Nirzalin menjelaskan, meutingku tijiek merupakan implementasi dari konsep “ta’awun” (tolong-menolong) yang diperintahkan dalam ajaran agama Islam yang menjadi sumber pegangan hidup masyarakat. Prinsipnya, siapa saja yang memiliki kekuatan lebih, baik secara ekonomi (lebih kaya), maupun kelebihan kekuatan (tenaga atau pengaruh), wajib membantu saudaranya atau warga lain yang lemah.

Orang kaya “menggendong” orang miskin agar dapat hidup lebih baik. Praktiknya dapat dilakukan melalui membantu modal usaha, memberi bantuan uang, dan memberi pekerjaan. Bukan hanya itu, meutingkue tijik juga terimplementasi dalam konteks membantu tenaga. Praktik seperti ini dapat ditemukan dalam acara-acara kenduri, baik itu kenduri pernikahan, perkawinan, kematian, maupun kenduri lainnya.

Dibantu anggota tim yang terdiri dari dosen dan mahasiswa, Nirzalin melakukan riset panjang untuk mendapatkan konsep reintegritasi mantan kombatan GAM sebagai modal sosial untuk perdamaian berkelanjutan di Aceh, setelah konflik bersenjata berkepanjangan yang menelan korban jiwa, raga, serta harta benda. Dosen Sosiologi dan juga pengamat masalah sosial politik itu menyebutkan;

Proses reintegrasi tidak hanya berkaitan dengan program pelucutan senjata, demobilisasi eks kombatan, serta bantuan ekonomi paska perang semata, tetapi juga berkaitan dengan bagaimana mantan gerilyawan mengambil peran dan masuk dalam struktur sosial, politik dan ekonomi, serta dapat mengatasi segala tantangan yang menyertainya.”

Dua indikator
Ia memandang keberhasilan reintegrasi dapat dilihat dalam dua aspek, yaitu mantan gerilyawan mampu mengubah identitas mereka dari “kombatan” menjadi “sipil”; dan kedua, mantan gerilyawan mampu mengubah perilaku. Mereka tak lagi menggunakan cara-cara kekerasan dalam mencapai tujuan, baik itu di arena sosial, politik, maupun ekonomi.

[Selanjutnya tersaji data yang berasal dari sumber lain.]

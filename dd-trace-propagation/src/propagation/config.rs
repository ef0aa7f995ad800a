//! Propagator selection from explicit configuration and the environment.

use std::env;

use crate::dd_warn;
use crate::propagation::b3::{B3MultiPropagator, B3SinglePropagator};
use crate::propagation::baggage::BaggagePropagator;
use crate::propagation::chain::ChainedPropagator;
use crate::propagation::datadog::DatadogPropagator;
use crate::propagation::trace_context::TraceContextPropagator;
use crate::propagation::{Propagator, B3_MULTI, B3_SINGLE, BAGGAGE, DATADOG, NONE, TRACE_CONTEXT};

/// Comma-separated list of formats used when injecting.
const ENV_STYLE_INJECT: &str = "DD_TRACE_PROPAGATION_STYLE_INJECT";

/// Comma-separated list of formats used when extracting.
const ENV_STYLE_EXTRACT: &str = "DD_TRACE_PROPAGATION_STYLE_EXTRACT";

/// Comma-separated list of formats used for both directions when the
/// per-direction variables are unset.
const ENV_STYLE: &str = "DD_TRACE_PROPAGATION_STYLE";

/// OpenTelemetry propagator list, consulted last. Note the naming swap:
/// OpenTelemetry's `b3` is the single-header format and `b3multi` the
/// multi-header one.
const ENV_OTEL_PROPAGATORS: &str = "OTEL_PROPAGATORS";

/// When truthy, extraction stops at the first extractor and returns its
/// result, error included.
const ENV_EXTRACT_FIRST: &str = "DD_TRACE_PROPAGATION_EXTRACT_FIRST";

#[derive(Clone, Copy, Debug, PartialEq, Eq)]
enum Style {
    Datadog,
    TraceContext,
    B3Multi,
    B3Single,
    Baggage,
}

#[derive(Clone, Debug, PartialEq, Eq)]
enum StyleList {
    /// `none` alone: the direction is disabled outright.
    Disabled,
    /// Parsed styles in configured order; may be empty when every name was
    /// invalid, in which case the default applies.
    Styles(Vec<Style>),
}

/// Which naming convention a list was written in.
#[derive(Clone, Copy, Debug, PartialEq, Eq)]
enum Naming {
    Datadog,
    OpenTelemetry,
}

fn parse_style_list(raw: &str, naming: Naming) -> StyleList {
    let mut styles = Vec::new();
    let mut saw_none = false;
    for name in raw.split(',') {
        let name = name.trim().to_lowercase();
        if name.is_empty() {
            continue;
        }
        let style = match name.as_str() {
            DATADOG => Some(Style::Datadog),
            TRACE_CONTEXT => Some(Style::TraceContext),
            "b3" if naming == Naming::OpenTelemetry => Some(Style::B3Single),
            "b3" | B3_MULTI => Some(Style::B3Multi),
            B3_SINGLE => Some(Style::B3Single),
            BAGGAGE => Some(Style::Baggage),
            NONE => {
                saw_none = true;
                None
            }
            unknown => {
                dd_warn!(name: "PropagatorBuilder.UnknownStyle", style = unknown);
                None
            }
        };
        if let Some(style) = style {
            if !styles.contains(&style) {
                styles.push(style);
            }
        }
    }
    if saw_none {
        if styles.is_empty() {
            return StyleList::Disabled;
        }
        dd_warn!(name: "PropagatorBuilder.NoneMixedWithStyles", list = raw);
    }
    StyleList::Styles(styles)
}

fn env_value(name: &str) -> Option<String> {
    env::var(name).ok().filter(|value| !value.trim().is_empty())
}

/// Resolve one direction's style list from the environment, if any of the
/// selection variables is set.
fn styles_from_env(direction_var: &str) -> Option<StyleList> {
    if let Some(value) = env_value(direction_var) {
        return Some(parse_style_list(&value, Naming::Datadog));
    }
    if let Some(value) = env_value(ENV_STYLE) {
        return Some(parse_style_list(&value, Naming::Datadog));
    }
    if let Some(value) = env_value(ENV_OTEL_PROPAGATORS) {
        return Some(parse_style_list(&value, Naming::OpenTelemetry));
    }
    None
}

fn extract_first_from_env() -> bool {
    match env_value(ENV_EXTRACT_FIRST) {
        Some(value) => match value.trim().to_lowercase().as_str() {
            "1" | "true" => true,
            "0" | "false" => false,
            other => {
                dd_warn!(name: "PropagatorBuilder.InvalidExtractFirst", value = other);
                false
            }
        },
        None => false,
    }
}

/// Builds a [`ChainedPropagator`] from explicit options and the
/// environment.
///
/// Without overrides, both directions resolve from
/// `DD_TRACE_PROPAGATION_STYLE_INJECT` / `DD_TRACE_PROPAGATION_STYLE_EXTRACT`,
/// then `DD_TRACE_PROPAGATION_STYLE`, then `OTEL_PROPAGATORS`, and finally
/// the default `datadog,tracecontext,baggage` order.
#[derive(Debug, Default)]
pub struct PropagatorBuilder {
    datadog: DatadogPropagator,
    b3: bool,
    injectors: Option<Vec<Box<dyn Propagator>>>,
    extractors: Option<Vec<Box<dyn Propagator>>>,
}

impl PropagatorBuilder {
    /// Start from the default configuration.
    pub fn new() -> Self {
        PropagatorBuilder {
            datadog: DatadogPropagator::new(),
            b3: false,
            injectors: None,
            extractors: None,
        }
    }

    /// Use a customized Datadog format (header-name overrides, tag header
    /// budget) wherever the chain would use the default one.
    pub fn with_datadog_propagator(mut self, datadog: DatadogPropagator) -> Self {
        self.datadog = datadog;
        self
    }

    /// Append the B3 multi-header format to the default style list.
    pub fn with_b3(mut self, b3: bool) -> Self {
        self.b3 = b3;
        self
    }

    /// Bypass style resolution for injection and use exactly these
    /// propagators, in order.
    pub fn with_injectors(mut self, injectors: Vec<Box<dyn Propagator>>) -> Self {
        self.injectors = Some(injectors);
        self
    }

    /// Bypass style resolution for extraction and use exactly these
    /// propagators, in order.
    pub fn with_extractors(mut self, extractors: Vec<Box<dyn Propagator>>) -> Self {
        self.extractors = Some(extractors);
        self
    }

    fn make(&self, style: Style) -> Box<dyn Propagator> {
        match style {
            Style::Datadog => Box::new(self.datadog.clone()),
            Style::TraceContext => Box::new(TraceContextPropagator::new()),
            Style::B3Multi => Box::new(B3MultiPropagator::new()),
            Style::B3Single => Box::new(B3SinglePropagator::new()),
            Style::Baggage => Box::new(BaggagePropagator::new()),
        }
    }

    fn default_styles(&self) -> Vec<Style> {
        let mut styles = vec![Style::Datadog, Style::TraceContext, Style::Baggage];
        if self.b3 {
            styles.push(Style::B3Multi);
        }
        styles
    }

    fn resolve(&self, direction_var: &str) -> Vec<Box<dyn Propagator>> {
        let styles = match styles_from_env(direction_var) {
            Some(StyleList::Disabled) => return Vec::new(),
            Some(StyleList::Styles(styles)) if !styles.is_empty() => styles,
            // unset, empty, or all-invalid lists fall back to the default
            _ => self.default_styles(),
        };
        styles.into_iter().map(|style| self.make(style)).collect()
    }

    /// Resolve the configuration into an immutable propagator chain.
    pub fn build(mut self) -> ChainedPropagator {
        let injectors = match self.injectors.take() {
            Some(injectors) => injectors,
            None => self.resolve(ENV_STYLE_INJECT),
        };
        let extractors = match self.extractors.take() {
            Some(extractors) => extractors,
            None => self.resolve(ENV_STYLE_EXTRACT),
        };
        ChainedPropagator::new(injectors, extractors, extract_first_from_env())
    }
}

/// Build the default propagator chain from the environment.
pub fn new_propagator() -> ChainedPropagator {
    PropagatorBuilder::new().build()
}
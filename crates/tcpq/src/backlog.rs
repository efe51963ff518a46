//! Backlog counters and the TCP_INFO query.

use std::os::fd::{AsRawFd, RawFd};

use serde::{Deserialize, Serialize};
use tracing::trace;

use super::error::{Error, Result};
use super::info::TcpInfoSlice;

/// Kernel backlog counters for one TCP socket, from a single TCP_INFO read.
///
/// Both fields are copied verbatim from adjacent counters of the same
/// kernel query, so a snapshot is always internally consistent. For sockets
/// in `LISTEN` state the kernel reports the accept-queue depth and its
/// configured limit here; for established connections they are the
/// unacked/selectively-acked segment counts. No further meaning is attached.
#[derive(Debug, Clone, Copy, Default, PartialEq, Eq, Serialize, Deserialize)]
pub struct BacklogSnapshot {
    /// Units currently pending on the socket (`tcpi_unacked`).
    pub backlog_size: u32,
    /// Companion limit counter (`tcpi_sacked`).
    pub backlog_max_size: u32,
}

impl BacklogSnapshot {
    /// Check if nothing is pending.
    pub fn is_empty(&self) -> bool {
        self.backlog_size == 0
    }

    /// Format as `size/max`, the way `ss` prints queue pairs.
    pub fn format_queue(&self) -> String {
        format!("{}/{}", self.backlog_size, self.backlog_max_size)
    }
}

/// Query the kernel's TCP statistics for `fd` and extract the backlog
/// counters.
///
/// Performs exactly one `getsockopt(IPPROTO_TCP, TCP_INFO)` call. The read
/// is side-effect free and does not touch the socket's buffers, options, or
/// pending queue. The descriptor stays owned by the caller; it is never
/// closed or duplicated here, and its validity is the caller's
/// responsibility. A stale or non-socket descriptor fails with the OS
/// errno preserved in [`Error::Sockopt`].
pub fn query(fd: RawFd) -> Result<BacklogSnapshot> {
    let mut buf = [0u8; size_of::<libc::tcp_info>()];
    let mut len = buf.len() as libc::socklen_t;

    // SAFETY: buf is a valid writable region of `len` bytes; the kernel
    // writes at most `len` bytes and stores the written length back in
    // `len`. A bad fd is rejected by the kernel, not dereferenced.
    let rc = unsafe {
        libc::getsockopt(
            fd,
            libc::IPPROTO_TCP,
            libc::TCP_INFO,
            buf.as_mut_ptr().cast(),
            &mut len,
        )
    };
    if rc != 0 {
        let err = Error::last_sockopt_error();
        trace!(fd, error = %err, "TCP_INFO query failed");
        return Err(err);
    }

    let info = TcpInfoSlice::read(&buf[..len as usize])?;
    let snapshot = BacklogSnapshot {
        backlog_size: info.unacked,
        backlog_max_size: info.sacked,
    };
    trace!(
        fd,
        size = snapshot.backlog_size,
        max = snapshot.backlog_max_size,
        "TCP_INFO query"
    );
    Ok(snapshot)
}

/// Backlog introspection for socket types.
///
/// Blanket-implemented for everything that exposes a raw descriptor, so
/// `std::net::TcpListener` and `TcpStream` get both methods for free. The
/// two methods run the same single-shot [`query`]; they differ only in how
/// a kernel failure is surfaced.
///
/// ```ignore
/// use std::net::TcpListener;
/// use tcpq::SocketBacklog;
///
/// let listener = TcpListener::bind("127.0.0.1:0")?;
/// if let Some(snapshot) = listener.socket_backlog() {
///     println!("accept queue: {}", snapshot.format_queue());
/// }
/// ```
pub trait SocketBacklog: AsRawFd {
    /// Snapshot the backlog counters, or `None` if the kernel query fails.
    ///
    /// No error detail is retained; use [`try_socket_backlog`] to see the
    /// cause.
    ///
    /// [`try_socket_backlog`]: SocketBacklog::try_socket_backlog
    fn socket_backlog(&self) -> Option<BacklogSnapshot> {
        query(self.as_raw_fd()).ok()
    }

    /// Snapshot the backlog counters, surfacing the OS error unchanged on
    /// failure.
    fn try_socket_backlog(&self) -> Result<BacklogSnapshot> {
        query(self.as_raw_fd())
    }
}

impl<T: AsRawFd> SocketBacklog for T {}
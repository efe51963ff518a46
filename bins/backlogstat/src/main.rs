//! backlogstat - print kernel TCP backlog counters for a socket.
//!
//! Queries a descriptor once via `getsockopt(TCP_INFO)` and prints the
//! backlog counters. The descriptor comes either from the environment
//! (`--fd`, socket-activation style) or from a listener bound on the spot
//! (`--probe`).

#[cfg(not(target_os = "linux"))]
compile_error!("backlogstat requires TCP_INFO, which is Linux-only");

use std::io;
use std::net::{SocketAddr, TcpListener};
use std::os::fd::{AsRawFd, FromRawFd, RawFd};

use anyhow::Context;
use clap::Parser;

#[derive(Parser)]
#[command(
    name = "backlogstat",
    version,
    about = "Snapshot kernel TCP backlog counters for a socket"
)]
struct Cli {
    /// Query an inherited file descriptor (e.g. from socket activation).
    #[arg(long, conflicts_with = "probe")]
    fd: Option<RawFd>,

    /// Bind a listening socket on this address and snapshot it.
    #[arg(long, value_name = "ADDR:PORT")]
    probe: Option<String>,

    /// Backlog to request when binding with --probe.
    #[arg(long, default_value_t = 128, requires = "probe")]
    backlog: i32,

    /// Output in JSON format.
    #[arg(short = 'j', long)]
    json: bool,

    /// Swallow query failures: print nothing and exit 0.
    #[arg(long)]
    tolerant: bool,
}

fn main() -> anyhow::Result<()> {
    tracing_subscriber::fmt()
        .with_env_filter(
            tracing_subscriber::EnvFilter::from_default_env()
                .add_directive(tracing::Level::WARN.into()),
        )
        .init();

    let cli = Cli::parse();

    // --probe's listener must stay open until the snapshot is taken.
    let mut probe_listener = None;
    let fd = if let Some(fd) = cli.fd {
        fd
    } else if let Some(addr) = cli.probe.as_deref() {
        let listener = bind_probe(addr, cli.backlog)?;
        let fd = listener.as_raw_fd();
        probe_listener = Some(listener);
        fd
    } else {
        anyhow::bail!("one of --fd or --probe is required");
    };

    let snapshot = if cli.tolerant {
        match tcpq::query(fd) {
            Ok(snapshot) => snapshot,
            Err(_) => return Ok(()),
        }
    } else {
        tcpq::query(fd).with_context(|| format!("querying TCP_INFO on fd {fd}"))?
    };

    if cli.json {
        println!("{}", serde_json::to_string_pretty(&snapshot)?);
    } else {
        println!(
            "backlog {} of {}",
            snapshot.backlog_size, snapshot.backlog_max_size
        );
    }

    drop(probe_listener);
    Ok(())
}

/// Bind a TCP listening socket with an explicit backlog.
///
/// `std::net::TcpListener::bind` always requests a backlog of 128, so the
/// socket is created by hand.
fn bind_probe(addr: &str, backlog: i32) -> anyhow::Result<TcpListener> {
    let addr: SocketAddr = addr
        .parse()
        .with_context(|| format!("invalid probe address: {addr}"))?;

    let domain = match addr {
        SocketAddr::V4(_) => libc::AF_INET,
        SocketAddr::V6(_) => libc::AF_INET6,
    };

    // SAFETY: plain socket creation; the descriptor is checked before use.
    let fd = unsafe { libc::socket(domain, libc::SOCK_STREAM | libc::SOCK_CLOEXEC, 0) };
    if fd < 0 {
        return Err(io::Error::last_os_error()).context("creating probe socket");
    }

    // SAFETY: fd is a socket we just created and the sockaddr storage
    // matches the address family.
    let rc = unsafe {
        match addr {
            SocketAddr::V4(v4) => {
                let sin = libc::sockaddr_in {
                    sin_family: libc::AF_INET as libc::sa_family_t,
                    sin_port: v4.port().to_be(),
                    sin_addr: libc::in_addr {
                        s_addr: u32::from_ne_bytes(v4.ip().octets()),
                    },
                    sin_zero: [0; 8],
                };
                libc::bind(
                    fd,
                    (&sin as *const libc::sockaddr_in).cast(),
                    size_of::<libc::sockaddr_in>() as libc::socklen_t,
                )
            }
            SocketAddr::V6(v6) => {
                let sin6 = libc::sockaddr_in6 {
                    sin6_family: libc::AF_INET6 as libc::sa_family_t,
                    sin6_port: v6.port().to_be(),
                    sin6_flowinfo: v6.flowinfo(),
                    sin6_addr: libc::in6_addr {
                        s6_addr: v6.ip().octets(),
                    },
                    sin6_scope_id: v6.scope_id(),
                };
                libc::bind(
                    fd,
                    (&sin6 as *const libc::sockaddr_in6).cast(),
                    size_of::<libc::sockaddr_in6>() as libc::socklen_t,
                )
            }
        }
    };
    if rc != 0 {
        let err = io::Error::last_os_error();
        // SAFETY: fd is ours and not yet wrapped in an owning type.
        unsafe { libc::close(fd) };
        return Err(err).with_context(|| format!("binding {addr}"));
    }

    // SAFETY: fd is a bound socket.
    let rc = unsafe { libc::listen(fd, backlog) };
    if rc != 0 {
        let err = io::Error::last_os_error();
        // SAFETY: as above.
        unsafe { libc::close(fd) };
        return Err(err).with_context(|| format!("listening on {addr}"));
    }

    // SAFETY: fd is an open listening socket that nothing else owns.
    Ok(unsafe { TcpListener::from_raw_fd(fd) })
}
//! Handlers for successful outcomes

use super::{Verdict, Violation};
use crate::namespace::{DirId, FileContent, Namespace};
use crate::protocol::{Action, Outcome, TargetPath};
use tracing::debug;

pub(super) fn apply(ns: &mut Namespace, outcome: &Outcome, dir_limit: Option<u64>) -> Verdict {
    let Some(path) = outcome.target_path() else {
        debug!(target = %outcome.target, "Success outcome without a usable target");
        return Verdict::Stale;
    };

    match outcome.action {
        Action::Mkdir => mkdir(ns, &path, outcome, dir_limit),
        Action::Touch => touch(ns, &path, outcome, dir_limit),
        Action::List | Action::Stat => match ns.dir_by_name(&path.dir) {
            Some(_) => Verdict::Committed,
            None => Verdict::Stale,
        },
        Action::Read => read(ns, &path, outcome),
        Action::Write => write(ns, &path, outcome),
        Action::Delete => delete(ns, &path),
        Action::Rename => rename(ns, &path, outcome),
        Action::RenameExist => rename_exist(ns, &path, outcome),
        Action::Truncate => truncate(ns, &path, outcome),
    }
}

/// Resolve a file target, or `None` if either component is untracked
fn resolve_file(ns: &Namespace, path: &TargetPath) -> Option<(DirId, usize)> {
    ns.file_by_name(&path.dir, path.file.as_deref()?)
}

fn mkdir(ns: &mut Namespace, path: &TargetPath, outcome: &Outcome, dir_limit: Option<u64>) -> Verdict {
    let Some(id) = ns.dir_by_name(&path.dir) else {
        return Verdict::Stale;
    };
    ns.mark_synced(id, outcome.data.dirsize, outcome.timestamp);
    debug!(dir = %path.dir, size = ns.dir(id).size, "Directory synced");
    retire_if_full(ns, id, dir_limit)
}

fn touch(ns: &mut Namespace, path: &TargetPath, outcome: &Outcome, dir_limit: Option<u64>) -> Verdict {
    // mkdir may still be in flight, so the directory is not required to be synced
    let Some((id, slot)) = resolve_file(ns, path) else {
        return Verdict::Stale;
    };
    let dir = ns.dir_mut(id);
    if let Some(size) = outcome.data.dirsize {
        dir.size = size;
    }
    if let Some(file) = dir.file_mut(slot) {
        file.ondisk = true;
        file.creation_time = Some(outcome.timestamp);
        file.rotate_token();
    }
    debug!(target = %path, "File synced");
    retire_if_full(ns, id, dir_limit)
}

/// Replace a directory whose tracked size reached `dir_limit`
fn retire_if_full(ns: &mut Namespace, id: DirId, dir_limit: Option<u64>) -> Verdict {
    let size = ns.dir(id).size;
    let Some(limit) = dir_limit.filter(|limit| size >= *limit) else {
        return Verdict::Committed;
    };
    let dir = ns.dir(id).name.clone();
    match ns.replace_dir(id) {
        Some(replacement) => {
            debug!(dir = %dir, size, limit, "Directory size limit reached");
            Verdict::Retired {
                dir,
                replacement: ns.dir(replacement).name.clone(),
            }
        }
        None => Verdict::Committed,
    }
}

fn read(ns: &mut Namespace, path: &TargetPath, outcome: &Outcome) -> Verdict {
    let Some((id, slot)) = resolve_file(ns, path) else {
        return Verdict::Stale;
    };
    let Some(file) = ns.dir(id).file(slot) else {
        return Verdict::Stale;
    };
    let (Some(content), Some(modified), Some(reported)) =
        (&file.content, file.modify_time, &outcome.data.hash)
    else {
        return Verdict::Committed;
    };

    let same_version = outcome.data.uuid.is_some() && outcome.data.uuid == file.session_token;
    if content.hash != *reported && same_version && outcome.timestamp > modified {
        return Verdict::Violation(Violation::HashMismatch {
            path: path.clone(),
            stored: content.hash.clone(),
            reported: reported.clone(),
            offset: outcome.data.offset,
            chunk_size: outcome.data.chunk_size,
        });
    }
    Verdict::Committed
}

fn write(ns: &mut Namespace, path: &TargetPath, outcome: &Outcome) -> Verdict {
    let Some((id, slot)) = resolve_file(ns, path) else {
        return Verdict::Stale;
    };
    let Some(file) = ns.dir_mut(id).file_mut(slot) else {
        return Verdict::Stale;
    };

    if !file.ondisk {
        debug!(target = %path, "Write arrived before touch, syncing");
        file.ondisk = true;
        file.creation_time = Some(outcome.timestamp);
    }
    file.modify_time = Some(outcome.timestamp);
    file.content = FileContent::from_write(&outcome.data);
    file.rotate_token();
    Verdict::Committed
}

fn delete(ns: &mut Namespace, path: &TargetPath) -> Verdict {
    let Some((id, slot)) = resolve_file(ns, path) else {
        return Verdict::Stale;
    };
    if let Some(file) = ns.dir_mut(id).file_mut(slot) {
        file.ondisk = false;
    }
    Verdict::Committed
}

fn rename(ns: &mut Namespace, path: &TargetPath, outcome: &Outcome) -> Verdict {
    let Some((id, slot)) = resolve_file(ns, path) else {
        return Verdict::Stale;
    };
    let Some(new_name) = outcome
        .data
        .rename_dest
        .as_deref()
        .and_then(|dest| dest.rsplit('/').find(|p| !p.is_empty()))
    else {
        debug!(target = %path, "Rename outcome without destination");
        return Verdict::Stale;
    };

    let dir = ns.dir_mut(id);
    if !dir.rename_file(slot, new_name) {
        debug!(target = %path, new_name, "Rename onto a name already tracked in this directory");
        return Verdict::Stale;
    }
    if let Some(file) = dir.file_mut(slot) {
        if !file.ondisk {
            debug!(target = %path, "Rename arrived before touch, syncing");
            file.ondisk = true;
            file.creation_time = Some(outcome.timestamp);
        }
        file.rotate_token();
    }
    Verdict::Committed
}

fn rename_exist(ns: &mut Namespace, path: &TargetPath, outcome: &Outcome) -> Verdict {
    let source = outcome
        .data
        .rename_source
        .as_deref()
        .and_then(TargetPath::parse)
        .unwrap_or_else(|| path.clone());
    let Some(dest) = outcome.data.rename_dest.as_deref().and_then(TargetPath::parse) else {
        debug!(target = %path, "Rename outcome without destination");
        return Verdict::Stale;
    };

    let src = resolve_file(ns, &source);
    let dst = resolve_file(ns, &dest);
    if src.is_none() && dst.is_none() {
        return Verdict::Stale;
    }

    let mut content = None;
    if let Some((id, slot)) = src {
        if let Some(file) = ns.dir_mut(id).file_mut(slot) {
            file.ondisk = false;
            content = file.content.clone();
        }
    }

    if let Some((id, slot)) = dst {
        if let Some(file) = ns.dir_mut(id).file_mut(slot) {
            if file.creation_time.is_none() {
                file.creation_time = Some(outcome.timestamp);
            }
            file.ondisk = true;
            file.modify_time = Some(outcome.timestamp);
            file.content = content;
            file.rotate_token();
        }
    }
    Verdict::Committed
}

fn truncate(ns: &mut Namespace, path: &TargetPath, outcome: &Outcome) -> Verdict {
    let Some((id, slot)) = resolve_file(ns, path) else {
        return Verdict::Stale;
    };
    let Some(file) = ns.dir_mut(id).file_mut(slot) else {
        return Verdict::Stale;
    };

    if !file.ondisk {
        file.ondisk = true;
        file.creation_time = Some(outcome.timestamp);
    }
    file.modify_time = Some(outcome.timestamp);
    let keep = match (&file.content, outcome.data.size) {
        (Some(content), Some(size)) => content.end() <= size,
        _ => false,
    };
    if !keep {
        file.content = None;
    }
    file.rotate_token();
    Verdict::Committed
}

Secara sosial, eks kombatan mampu mengurangi ketergantungan dengan jaringan milisi dan meningkatkan interaksi dengan komunitas masyarakat di mana mereka menetap. Secara politik, eks kombatan tidak lagi menggunakan cara-cara kekerasan untuk mencapai tujuan. Sementara dalam konteks ekonomi, mereka mampu memenuhi kebutuhan hidup dengan menjalankan usaha atau pekerjaan yang sah, baik itu di sektor formal maupun informal.

“Singkatnya, perubahan sikap dan perilaku eks kombatan menjadi solusi permasalahan disintegrasi yang terwarisi dari peristiwa konflik,” sebut Nirzalin di hadapan anggota senat universitas dan tamu undangan.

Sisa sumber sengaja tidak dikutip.